Furthermore, we have identified the mediating mechanisms among obesity, body fat, and benign adrenal tumors. In women, total/bioavailable testosterone levels mediated the association between obesity and benign adrenal tumors. However, within the scope of our analysis, no intermediary role has been observed in males based on the factors evaluated. Obesity is more prevalent in female populations in both developed and developing countries [86, 87]. Simultaneously, benign adrenal tumors are more common in women [9], suggesting that obesity may represent a particularly pertinent risk factor in this gender. Sex hormone differences between men and women may contribute to differences in disease prevalence, with testosterone levels potentially playing a critical intermediary role.

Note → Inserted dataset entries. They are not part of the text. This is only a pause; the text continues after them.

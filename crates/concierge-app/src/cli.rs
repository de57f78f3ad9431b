//! CLI argument definitions for the Concierge application.
//!
//! Uses `clap` with derive macros for ergonomic argument parsing.
//! Priority resolution: CLI args > env vars > config file > defaults.

use clap::{Parser, Subcommand};
use std::path::PathBuf;

/// Concierge - a customer-support assistant that answers from each
/// business's own knowledge base.
#[derive(Parser, Debug)]
#[command(name = "concierge", version, about)]
pub struct CliArgs {
    /// Path to the configuration file.
    #[arg(short = 'c', long = "config")]
    pub config: Option<PathBuf>,

    /// Path to the businesses catalog (TOML).
    #[arg(long = "catalog")]
    pub catalog: Option<PathBuf>,

    /// Business to answer for.
    #[arg(short = 'b', long = "business")]
    pub business: Option<String>,

    /// Conversation session id. A fresh one is generated when omitted.
    #[arg(short = 's', long = "session")]
    pub session: Option<String>,

    /// Generator API key.
    #[arg(long = "api-key")]
    pub api_key: Option<String>,

    /// Log level (trace, debug, info, warn, error).
    #[arg(short = 'l', long = "log-level")]
    pub log_level: Option<String>,

    #[command(subcommand)]
    pub command: Option<Command>,
}

#[derive(Subcommand, Debug, Clone, PartialEq, Eq)]
pub enum Command {
    /// Interactive conversation on stdin (default).
    Chat,
    /// Answer a single message and exit.
    Ask {
        message: String,
        /// Print the full response, including debug fields, as JSON.
        #[arg(long)]
        json: bool,
    },
    /// Show how every knowledge entry scores against a query.
    Explain { query: String },
    /// List the businesses in the catalog.
    Businesses,
}

impl CliArgs {
    /// The subcommand to run, defaulting to an interactive chat.
    pub fn command(&self) -> Command {
        self.command.clone().unwrap_or(Command::Chat)
    }

    /// Resolve the configuration file path.
    ///
    /// Priority: --config flag > CONCIERGE_CONFIG env var > ~/.concierge/config.toml.
    pub fn resolve_config_path(&self) -> PathBuf {
        if let Some(ref p) = self.config {
            return p.clone();
        }
        if let Ok(p) = std::env::var("CONCIERGE_CONFIG") {
            return PathBuf::from(p);
        }
        default_config_path()
    }

    /// Resolve the catalog path.
    ///
    /// Priority: --catalog flag > CONCIERGE_CATALOG env var > config file value.
    pub fn resolve_catalog_path(&self, config_path: &str) -> PathBuf {
        if let Some(ref p) = self.catalog {
            return p.clone();
        }
        if let Ok(p) = std::env::var("CONCIERGE_CATALOG") {
            return PathBuf::from(p);
        }
        expand_home(config_path)
    }

    /// Resolve the generator API key.
    ///
    /// Priority: --api-key flag > GROQ_API_KEY env var > config file value.
    /// Blank values count as absent.
    pub fn resolve_api_key(&self, config_key: Option<&str>) -> Option<String> {
        [
            self.api_key.clone(),
            std::env::var("GROQ_API_KEY").ok(),
            config_key.map(str::to_string),
        ]
        .into_iter()
        .flatten()
        .map(|k| k.trim().to_string())
        .find(|k| !k.is_empty())
    }

    /// Resolve the business id.
    ///
    /// Priority: --business flag > CONCIERGE_BUSINESS env var > the only
    /// business in the catalog.
    pub fn resolve_business(&self, catalog_ids: &[String]) -> Option<String> {
        if let Some(ref b) = self.business {
            return Some(b.clone());
        }
        if let Ok(b) = std::env::var("CONCIERGE_BUSINESS") {
            return Some(b);
        }
        match catalog_ids {
            [only] => Some(only.clone()),
            _ => None,
        }
    }

    /// Resolve the log level.
    ///
    /// Priority: --log-level flag > RUST_LOG (handled by the filter) > config
    /// file value. Returns `None` if not overridden.
    pub fn resolve_log_level(&self) -> Option<String> {
        self.log_level.clone()
    }
}

/// Expand a leading `~` to the home directory.
pub fn expand_home(path: &str) -> PathBuf {
    if let Some(rest) = path.strip_prefix("~/").or_else(|| path.strip_prefix("~\\")) {
        #[cfg(target_os = "windows")]
        let home = std::env::var("USERPROFILE").unwrap_or_else(|_| ".".to_string());
        #[cfg(not(target_os = "windows"))]
        let home = std::env::var("HOME").unwrap_or_else(|_| ".".to_string());
        PathBuf::from(home).join(rest)
    } else {
        PathBuf::from(path)
    }
}

/// Default config file path for the current platform.
fn default_config_path() -> PathBuf {
    #[cfg(target_os = "windows")]
    if let Ok(home) = std::env::var("USERPROFILE") {
        return PathBuf::from(home).join(".concierge").join("config.toml");
    }
    #[cfg(not(target_os = "windows"))]
    if let Ok(home) = std::env::var("HOME") {
        return PathBuf::from(home).join(".concierge").join("config.toml");
    }
    PathBuf::from("config.toml")
}
//! JWKS 조회 및 캐싱 서비스
//!
//! Auth0 테넌트가 `/.well-known/jwks.json`에 공개하는 JSON Web Key Set을
//! 내려받아 토큰 서명 검증용 RSA 공개키를 제공합니다.
//!
//! # 캐싱 전략
//!
//! 테넌트 공개키는 거의 변하지 않으므로 매 검증마다 JWKS를 내려받지
//! 않고 프로세스 내 캐시를 사용합니다:
//!
//! - TTL 내 캐시에 `kid`가 있으면 그대로 사용
//! - 캐시 만료 또는 알 수 없는 `kid`이면 한 번 갱신 후 재탐색 (키 순환 대응)
//! - 갱신 후에도 `kid`가 없으면 토큰 쪽 문제로 간주하고 401 처리

use std::sync::{Arc, RwLock};

use chrono::{DateTime, Utc};
use jsonwebtoken::DecodingKey;
use once_cell::sync::OnceCell;
use serde::{Deserialize, Serialize};

use crate::config::Auth0Config;
use crate::errors::{AuthError, AuthResult, ErrorContext};

/// JWKS 문서의 개별 키 항목
///
/// RFC 7517의 RSA 서명 키 표현입니다. Auth0는 `kty: "RSA"`,
/// `use: "sig"`, `alg: "RS256"` 키만 공개합니다.
#[derive(Debug, Clone, Serialize, Deserialize)]
pub struct Jwk {
    /// 키 타입 ("RSA")
    pub kty: String,
    /// 키 용도 ("sig")
    #[serde(rename = "use", default, skip_serializing_if = "Option::is_none")]
    pub use_: Option<String>,
    /// 키 식별자 (토큰 헤더의 kid와 매칭)
    #[serde(default, skip_serializing_if = "Option::is_none")]
    pub kid: Option<String>,
    /// 서명 알고리즘 ("RS256")
    #[serde(default, skip_serializing_if = "Option::is_none")]
    pub alg: Option<String>,
    /// RSA modulus (base64url)
    #[serde(default, skip_serializing_if = "Option::is_none")]
    pub n: Option<String>,
    /// RSA exponent (base64url)
    #[serde(default, skip_serializing_if = "Option::is_none")]
    pub e: Option<String>,
}

/// JWKS 문서 전체
#[derive(Debug, Clone, Serialize, Deserialize)]
pub struct JwkSet {
    pub keys: Vec<Jwk>,
}

/// 조회 시각이 기록된 캐시 항목
struct CachedJwks {
    jwks: JwkSet,
    fetched_at: DateTime<Utc>,
}

/// JWKS 조회 서비스
///
/// reqwest 클라이언트와 프로세스 내 캐시를 보유하는 싱글톤 서비스입니다.
pub struct JwksService {
    client: reqwest::Client,
    cache: RwLock<Option<CachedJwks>>,
}

/// 싱글톤 인스턴스 저장소
static JWKS_SERVICE_INSTANCE: OnceCell<Arc<JwksService>> = OnceCell::new();

impl JwksService {
    /// 싱글톤 인스턴스를 가져옵니다.
    ///
    /// 첫 호출 시 빈 캐시로 인스턴스를 생성하고,
    /// 이후 호출에서는 캐시된 인스턴스를 반환합니다.
    pub fn instance() -> Arc<Self> {
        JWKS_SERVICE_INSTANCE
            .get_or_init(|| Arc::new(Self::new()))
            .clone()
    }

    fn new() -> Self {
        Self {
            client: reqwest::Client::new(),
            cache: RwLock::new(None),
        }
    }

    /// 주어진 `kid`에 대응하는 서명 검증 키를 반환합니다.
    ///
    /// # Arguments
    ///
    /// * `kid` - 토큰 헤더에서 추출한 키 식별자
    ///
    /// # Errors
    ///
    /// * `AuthError::InvalidHeader` - 갱신 후에도 해당 `kid`의 키가 없는 경우
    /// * `AuthError::Jwks` - JWKS 조회/파싱 실패 또는 키 재료 손상
    pub async fn decoding_key_for(&self, kid: &str) -> AuthResult<DecodingKey> {
        if let Some(jwk) = self.cached_key(kid)? {
            return decoding_key_from_jwk(&jwk);
        }

        // 캐시 미스 또는 알 수 없는 kid: 테넌트에서 새로 내려받는다
        let jwks = self.fetch_jwks().await?;
        let jwk = find_key(&jwks, kid).cloned();
        self.store(jwks)?;

        let jwk = jwk.ok_or_else(|| {
            AuthError::InvalidHeader("Unable to find the appropriate key.".to_string())
        })?;
        decoding_key_from_jwk(&jwk)
    }

    /// TTL이 지나지 않은 캐시에서 키를 찾습니다.
    fn cached_key(&self, kid: &str) -> AuthResult<Option<Jwk>> {
        let guard = self.cache.read().context("JWKS cache lock poisoned")?;

        if let Some(cached) = guard.as_ref() {
            let age = Utc::now() - cached.fetched_at;
            if age.num_seconds() < Auth0Config::jwks_cache_ttl_seconds() {
                return Ok(find_key(&cached.jwks, kid).cloned());
            }
        }

        Ok(None)
    }

    fn store(&self, jwks: JwkSet) -> AuthResult<()> {
        let mut guard = self.cache.write().context("JWKS cache lock poisoned")?;
        *guard = Some(CachedJwks {
            jwks,
            fetched_at: Utc::now(),
        });
        Ok(())
    }

    /// 테넌트 JWKS 문서를 내려받습니다.
    async fn fetch_jwks(&self) -> AuthResult<JwkSet> {
        let url = Auth0Config::jwks_url();
        log::debug!("JWKS 갱신: {}", url);

        let response = self
            .client
            .get(&url)
            .send()
            .await
            .map_err(|e| AuthError::Jwks(format!("failed to fetch JWKS from {}: {}", url, e)))?
            .error_for_status()
            .map_err(|e| AuthError::Jwks(format!("JWKS endpoint returned an error: {}", e)))?;

        response
            .json::<JwkSet>()
            .await
            .map_err(|e| AuthError::Jwks(format!("failed to parse JWKS document: {}", e)))
    }
}

/// JWK의 RSA 구성 요소로 검증 키를 만듭니다.
///
/// 테스트에서 네트워크 없이 검증 키를 만들 수 있도록 분리되어 있습니다.
pub fn decoding_key_from_jwk(jwk: &Jwk) -> AuthResult<DecodingKey> {
    let n = jwk
        .n
        .as_deref()
        .ok_or_else(|| AuthError::Jwks("JWK is missing the RSA modulus".to_string()))?;
    let e = jwk
        .e
        .as_deref()
        .ok_or_else(|| AuthError::Jwks("JWK is missing the RSA exponent".to_string()))?;

    DecodingKey::from_rsa_components(n, e)
        .map_err(|err| AuthError::Jwks(format!("invalid JWK key material: {}", err)))
}

fn find_key<'a>(jwks: &'a JwkSet, kid: &str) -> Option<&'a Jwk> {
    jwks.keys.iter().find(|key| key.kid.as_deref() == Some(kid))
}

#[cfg(test)]
mod tests {
    use super::*;

    fn rsa_jwk(kid: &str) -> Jwk {
        // 비표준 키 재료라도 구조 탐색 테스트에는 충분함
        Jwk {
            kty: "RSA".to_string(),
            use_: Some("sig".to_string()),
            kid: Some(kid.to_string()),
            alg: Some("RS256".to_string()),
            n: Some("AQAB".to_string()),
            e: Some("AQAB".to_string()),
        }
    }

    #[test]
    fn test_find_key_matches_kid() {
        let jwks = JwkSet {
            keys: vec![rsa_jwk("key-1"), rsa_jwk("key-2")],
        };

        assert!(find_key(&jwks, "key-2").is_some());
        assert!(find_key(&jwks, "key-3").is_none());
    }

    #[test]
    fn test_decoding_key_requires_components() {
        let mut jwk = rsa_jwk("key-1");
        jwk.n = None;

        let result = decoding_key_from_jwk(&jwk);
        assert!(matches!(result, Err(AuthError::Jwks(_))));
    }

    #[test]
    fn test_jwks_document_deserializes() {
        // Auth0 응답 형태 그대로
        let json = r#"{
            "keys": [{
                "kty": "RSA",
                "use": "sig",
                "kid": "abc",
                "alg": "RS256",
                "n": "AQAB",
                "e": "AQAB",
                "x5c": ["ignored"],
                "x5t": "ignored"
            }]
        }"#;
        let jwks: JwkSet = serde_json::from_str(json).unwrap();

        assert_eq!(jwks.keys.len(), 1);
        assert_eq!(jwks.keys[0].kid.as_deref(), Some("abc"));
    }
}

Our study confirms that bioavailable testosterone and total testosterone in women may mediate the promoting effect of body fat on benign adrenal tumors. Indran et al. [88] estimated that 25% of testosterone in women is produced by the ovaries, 25% by the adrenal glands, and the remaining 50% by peripheral tissues. In adolescent girls, excess fat promotes androgen production and peripheral conversion of androstenedione to testosterone in adipose tissue, resulting in increased free testosterone [89, 90]. Perimenopausal and postmenopausal women have elevated testosterone levels associated with increased body fat [91, 92]. There is an association between elevated androgens and obesity in women. Serum androgens are associated with the risk of obesity and metabolic syndrome/type 2 diabetes [93]. MR studies have validated the association of testosterone with insulin resistance and obesity [94, 95]. Studies suggest that obesity may be a major contributor to high androgenic anovulation, particularly in the absence of adrenal sources of excess androgens [96, 97]. After weight loss measures, the condition of hyperandrogenemia can be alleviated. Following weight loss surgery or exercise, testosterone levels decrease significantly in severely obese women [98, 99]. Enzymes involved in the de novo synthesis or alternative pathways of androgens, such as StAR, CYP11A1, LH receptors, AKR1C2, and AKR1C3, are elevated to varying degrees in the adipose tissue of obese individuals [100, 101]. Wagner, Savchuk [101] found that the capacity for steroidogenesis and androgen biosynthesis is increased in adipose tissue and adipocytes. This increased activity may contribute to hyperandrogenemia in obese women.

In women, the synthesis of testosterone precursors occurs primarily through biosynthesis in the adrenal cortex and ovaries, with subsequent conversion to testosterone in the periphery. Adrenal androgens are secreted into the peripheral androgen pool and are converted to both active and inactive androgens [102]. Elevated androgenemia is often associated with changes in ovarian or adrenal history, but the causal relationship remains unclear [103, 104]. Gourgari et al. [105] found that 92.5% of women with typical hyperandrogenemia associated with polycystic ovary syndrome (PCOS) and 40% of those with atypical PCOS failed to achieve complete suppression of their testosterone levels after using dexamethasone. In addition, in the overweight subgroup (BMI > 25), there was a positive correlation between BMI and both adrenal volumes, suggesting that the etiology of unexplained hyperandrogenemia may be partly related to obesity [105]. In men, there is a trend toward a protective effect of total testosterone (Total testosterone) levels against benign adrenal tumors. Studies have suggested that androgens may exert a direct inhibitory effect on benign adrenal tumor growth by activating androgen receptors and suppressing the WNT/β-catenin signaling pathway [106].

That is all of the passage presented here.